Maintenant que les terroristes font davantage de victimes dans le centre du pays, en particulier en cette année 2019, où près de 500 personnes ont été tuées à Koulongo, Ogassagou, Diouara et dernièrement à Sobame Da, il urge d’explorer enfin cette piste de concertation.
Cette urgence s’impose a fortiori dans le caadre des préparatifs d’un dialogue politique inclusif en préparation à l’intention des forces vives du pays. Cette opportunité, estime un chercheur de l’Université de Bamako, doit être mise à profit pour tendre la main aux leaders des katibas.
Faut-il rappeler en particulier que l’une de ces katibas, celle dite de Macina est celle qui est susceptible de perpétrer le plus grand nombre d’attaques dans le centre du pays. « Elle est organisée autour d’un noyau dur de combattants ayant reçu une formation militaire et se cachent dans la brousse. Il est réparti en plusieurs cellules, appelées markaz, éparpillées un peu partout dans le centre du Mali. Celles qui sont situées à l’intérieur du delta du Niger ont une organisation très cohésive : elles sont représentées dans le Majlis al-Choura («conseil consultatif») dirigé par Amadou Koufa. Il serait difficile, à mon avis de négocier avec les chefs de markaz en court-circuitant Koufa. La chaîne de commandement est très forte. Mais la bonne nouvelle, c’est que si on décide de parler avec Koufa, sa voix, qui fait autorité, s’appliquera sur le terrain. Tout le monde s’y conformera », diagnostique l’analyste de l’ICG.
Par ailleurs, la France semble s’embourber dans la lutte contre le terrorisme au Mali ; car malgré la présence de la force Barkhane, les attentats et autres attaques se régulièrement enregistrés.

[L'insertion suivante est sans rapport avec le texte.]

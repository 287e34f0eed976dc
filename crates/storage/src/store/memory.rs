use async_trait::async_trait;
use std::collections::HashMap;
use std::sync::atomic::{AtomicUsize, Ordering};
use tokio::sync::RwLock;
use uuid::Uuid;

use super::{BatchReceipt, BatchWrite, DEFAULT_MAX_BATCH_WRITES, VoteStore};
use crate::error::{Result, StorageError};
use crate::models::{CategoryRegistry, Presentation, PresentationRollup, VoteRecord};

/// In-process store used by tests and local tooling
///
/// Guards are released before a method returns, so no lock outlives a single
/// store call.
pub struct MemoryStore {
    registry: RwLock<CategoryRegistry>,
    presentations: RwLock<HashMap<Uuid, Presentation>>,
    votes: RwLock<HashMap<Uuid, VoteRecord>>,
    max_batch_writes: usize,
    commits: RwLock<Vec<usize>>,
    fail_writes_after: AtomicUsize,
}

impl MemoryStore {
    pub fn new() -> Self {
        Self::with_registry(CategoryRegistry::default())
    }

    pub fn with_registry(registry: CategoryRegistry) -> Self {
        Self {
            registry: RwLock::new(registry),
            presentations: RwLock::new(HashMap::new()),
            votes: RwLock::new(HashMap::new()),
            max_batch_writes: DEFAULT_MAX_BATCH_WRITES,
            commits: RwLock::new(Vec::new()),
            fail_writes_after: AtomicUsize::new(usize::MAX),
        }
    }

    pub fn with_max_batch_writes(mut self, max_batch_writes: usize) -> Self {
        self.max_batch_writes = max_batch_writes;
        self
    }

    /// Swaps the registry, as an administrator retiring or reweighting a
    /// category would.
    pub async fn set_registry(&self, registry: CategoryRegistry) {
        *self.registry.write().await = registry;
    }

    /// Lets `successful` more writes through, then fails every write with
    /// `StoreWrite`.
    pub fn fail_writes_after(&self, successful: usize) {
        self.fail_writes_after.store(successful, Ordering::SeqCst);
    }

    /// Sizes of the batches committed so far, in order.
    pub async fn committed_batches(&self) -> Vec<usize> {
        self.commits.read().await.clone()
    }

    /// Seeds a vote exactly as given, bypassing the engine.
    pub async fn seed_vote(&self, vote: VoteRecord) {
        self.votes.write().await.insert(vote.vote_id, vote);
    }

    fn check_write(&self) -> Result<()> {
        let remaining = self.fail_writes_after.load(Ordering::SeqCst);
        if remaining == 0 {
            return Err(StorageError::StoreWrite(
                "memory store rejected the write".to_string(),
            ));
        }
        if remaining != usize::MAX {
            self.fail_writes_after.store(remaining - 1, Ordering::SeqCst);
        }
        Ok(())
    }

    fn sorted(mut votes: Vec<VoteRecord>) -> Vec<VoteRecord> {
        votes.sort_by(|a, b| {
            a.created_at
                .cmp(&b.created_at)
                .then_with(|| a.vote_id.cmp(&b.vote_id))
        });
        votes
    }
}

impl Default for MemoryStore {
    fn default() -> Self {
        Self::new()
    }
}

#[async_trait]
impl VoteStore for MemoryStore {
    fn max_batch_writes(&self) -> usize {
        self.max_batch_writes
    }

    async fn load_registry(&self) -> Result<CategoryRegistry> {
        Ok(self.registry.read().await.clone())
    }

    async fn get_presentation(&self, presentation_id: Uuid) -> Result<Option<Presentation>> {
        Ok(self.presentations.read().await.get(&presentation_id).cloned())
    }

    async fn list_presentations(&self) -> Result<Vec<Presentation>> {
        let mut presentations: Vec<Presentation> =
            self.presentations.read().await.values().cloned().collect();
        presentations.sort_by(|a, b| a.title.cmp(&b.title));
        Ok(presentations)
    }

    async fn upsert_presentation(&self, presentation: &Presentation) -> Result<()> {
        self.check_write()?;
        let mut presentations = self.presentations.write().await;

        // The rollup belongs to the aggregator: new rows start empty and
        // existing rows keep theirs.
        let rollup = presentations
            .get(&presentation.presentation_id)
            .map(|existing| existing.rollup.clone())
            .unwrap_or_default();
        presentations.insert(
            presentation.presentation_id,
            Presentation {
                rollup,
                ..presentation.clone()
            },
        );
        Ok(())
    }

    async fn get_vote(&self, user_id: &str, presentation_id: Uuid) -> Result<Option<VoteRecord>> {
        Ok(self
            .votes
            .read()
            .await
            .values()
            .find(|v| v.user_id == user_id && v.presentation_id == presentation_id)
            .cloned())
    }

    async fn get_vote_by_id(&self, vote_id: Uuid) -> Result<Option<VoteRecord>> {
        Ok(self.votes.read().await.get(&vote_id).cloned())
    }

    async fn list_votes_for_presentation(&self, presentation_id: Uuid) -> Result<Vec<VoteRecord>> {
        let votes = self
            .votes
            .read()
            .await
            .values()
            .filter(|v| v.presentation_id == presentation_id)
            .cloned()
            .collect();
        Ok(Self::sorted(votes))
    }

    async fn list_votes_for_user(&self, user_id: &str) -> Result<Vec<VoteRecord>> {
        let votes = self
            .votes
            .read()
            .await
            .values()
            .filter(|v| v.user_id == user_id)
            .cloned()
            .collect();
        Ok(Self::sorted(votes))
    }

    async fn list_votes(&self) -> Result<Vec<VoteRecord>> {
        let votes = self.votes.read().await.values().cloned().collect();
        Ok(Self::sorted(votes))
    }

    async fn insert_vote(&self, vote: &VoteRecord) -> Result<()> {
        self.check_write()?;
        let mut votes = self.votes.write().await;

        if votes.values().any(|v| {
            v.user_id == vote.user_id && v.presentation_id == vote.presentation_id
        }) {
            return Err(StorageError::ConstraintViolation(format!(
                "user {} already voted on presentation {}",
                vote.user_id, vote.presentation_id
            )));
        }

        votes.insert(vote.vote_id, vote.clone());
        Ok(())
    }

    async fn set_vote_absent(
        &self,
        vote_id: Uuid,
        is_absent: bool,
        reason: Option<&str>,
    ) -> Result<()> {
        self.check_write()?;
        let mut votes = self.votes.write().await;
        let vote = votes.get_mut(&vote_id).ok_or(StorageError::NotFound)?;
        vote.is_absent = is_absent;
        vote.absent_reason = reason.map(str::to_string);
        Ok(())
    }

    async fn write_rollup(&self, presentation_id: Uuid, rollup: &PresentationRollup) -> Result<()> {
        self.check_write()?;
        let mut presentations = self.presentations.write().await;
        let presentation = presentations
            .get_mut(&presentation_id)
            .ok_or(StorageError::NotFound)?;
        presentation.rollup = rollup.clone();
        Ok(())
    }

    async fn commit_batch(&self, writes: Vec<BatchWrite>) -> Result<BatchReceipt> {
        if writes.len() > self.max_batch_writes {
            return Err(StorageError::BatchTooLarge {
                size: writes.len(),
                limit: self.max_batch_writes,
            });
        }
        self.check_write()?;

        let mut votes = self.votes.write().await;
        let mut presentations = self.presentations.write().await;

        // Validate everything first so a bad write leaves nothing applied.
        for write in &writes {
            match write {
                BatchWrite::InsertVote(vote) => {
                    if votes.contains_key(&vote.vote_id)
                        || votes.values().any(|v| {
                            v.user_id == vote.user_id && v.presentation_id == vote.presentation_id
                        })
                    {
                        return Err(StorageError::ConstraintViolation(format!(
                            "user {} already voted on presentation {}",
                            vote.user_id, vote.presentation_id
                        )));
                    }
                }
                BatchWrite::ReplaceVote {
                    vote,
                    expected_revision,
                } => {
                    let stored = votes.get(&vote.vote_id).ok_or(StorageError::NotFound)?;
                    if stored.revision() != *expected_revision {
                        return Err(StorageError::ConstraintViolation(format!(
                            "vote {} changed while it was being updated",
                            vote.vote_id
                        )));
                    }
                }
                BatchWrite::DeleteVote(vote_id) if !votes.contains_key(vote_id) => {
                    return Err(StorageError::NotFound);
                }
                BatchWrite::Rollup {
                    presentation_id, ..
                } if !presentations.contains_key(presentation_id) => {
                    return Err(StorageError::NotFound);
                }
                _ => {}
            }
        }

        let size = writes.len();
        let mut receipt = BatchReceipt::default();
        for write in writes {
            match write {
                BatchWrite::InsertVote(vote) | BatchWrite::ReplaceVote { vote, .. } => {
                    votes.insert(vote.vote_id, vote);
                }
                BatchWrite::DeleteVote(vote_id) => {
                    votes.remove(&vote_id);
                }
                BatchWrite::CorrectTotal {
                    vote_id,
                    expected_total,
                    expected_revision,
                    total_score,
                    original_total_score,
                } => {
                    let Some(vote) = votes.get_mut(&vote_id).filter(|v| {
                        v.total_score == expected_total && v.revision() == expected_revision
                    }) else {
                        receipt.stale.push(vote_id);
                        continue;
                    };
                    vote.original_total_score =
                        vote.original_total_score.or(Some(original_total_score));
                    vote.total_score = total_score;
                    vote.fixed_by_script = true;
                }
                BatchWrite::Rollup {
                    presentation_id,
                    rollup,
                } => {
                    if let Some(presentation) = presentations.get_mut(&presentation_id) {
                        presentation.rollup = rollup;
                    }
                }
            }
            receipt.applied += 1;
        }
        drop(presentations);
        drop(votes);

        self.commits.write().await.push(size);
        Ok(receipt)
    }
}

Idem pour la présence des partenaires étrangers de la MINUSMA, le G5 Sahel et autres contingents de formations EUTM, EUCAP-Sahel). Et, à la question la France et les USA se sont-ils embourbés dans leur croisade contre le péril terroriste, les chercheurs d’ICG s’inscrivent dans l’approche pédagogique concernant les Américains.
« La situation est très différente, mais il y a des leçons à tirer de l’expérience afghane. Les talibans n’ont rien à voir avec la katiba Macina. Ils sont beaucoup plus ancrés dans la société, beaucoup plus nombreux, beaucoup plus puissants. Ils disposent de moyens énormes. Mais le discours idéologique est similaire. La réaction de la communauté internationale aussi. Au début, on dit «on ne leur parle pas», «on ne négocie pas avec les terroristes». Puis l’an dernier, les Américains ont commencé à discuter sérieusement avec eux, car ils se sont rendu compte qu’ils ne gagneraient jamais cette guerre. Il a fallu dix-sept ans pour arriver à cette conclusion. Au Mali, ça fait six ans qu’on est engagés dans ce conflit. On commence à se rendre compte qu’on ne pourra pas vaincre militairement, mais on refuse jusqu’à présent d’entrer en négociation. Le problème, c’est que ça crée des dommages collatéraux : les conflits intercommunautaires se multiplient, les attentats s’étendent aux pays voisins. Il y a urgence. Il faut changer de cap dès maintenant ». Il faut changer de cap surtout quand le chef de l’Etat lui-même vient de déclarer que la survie du pays est menacée.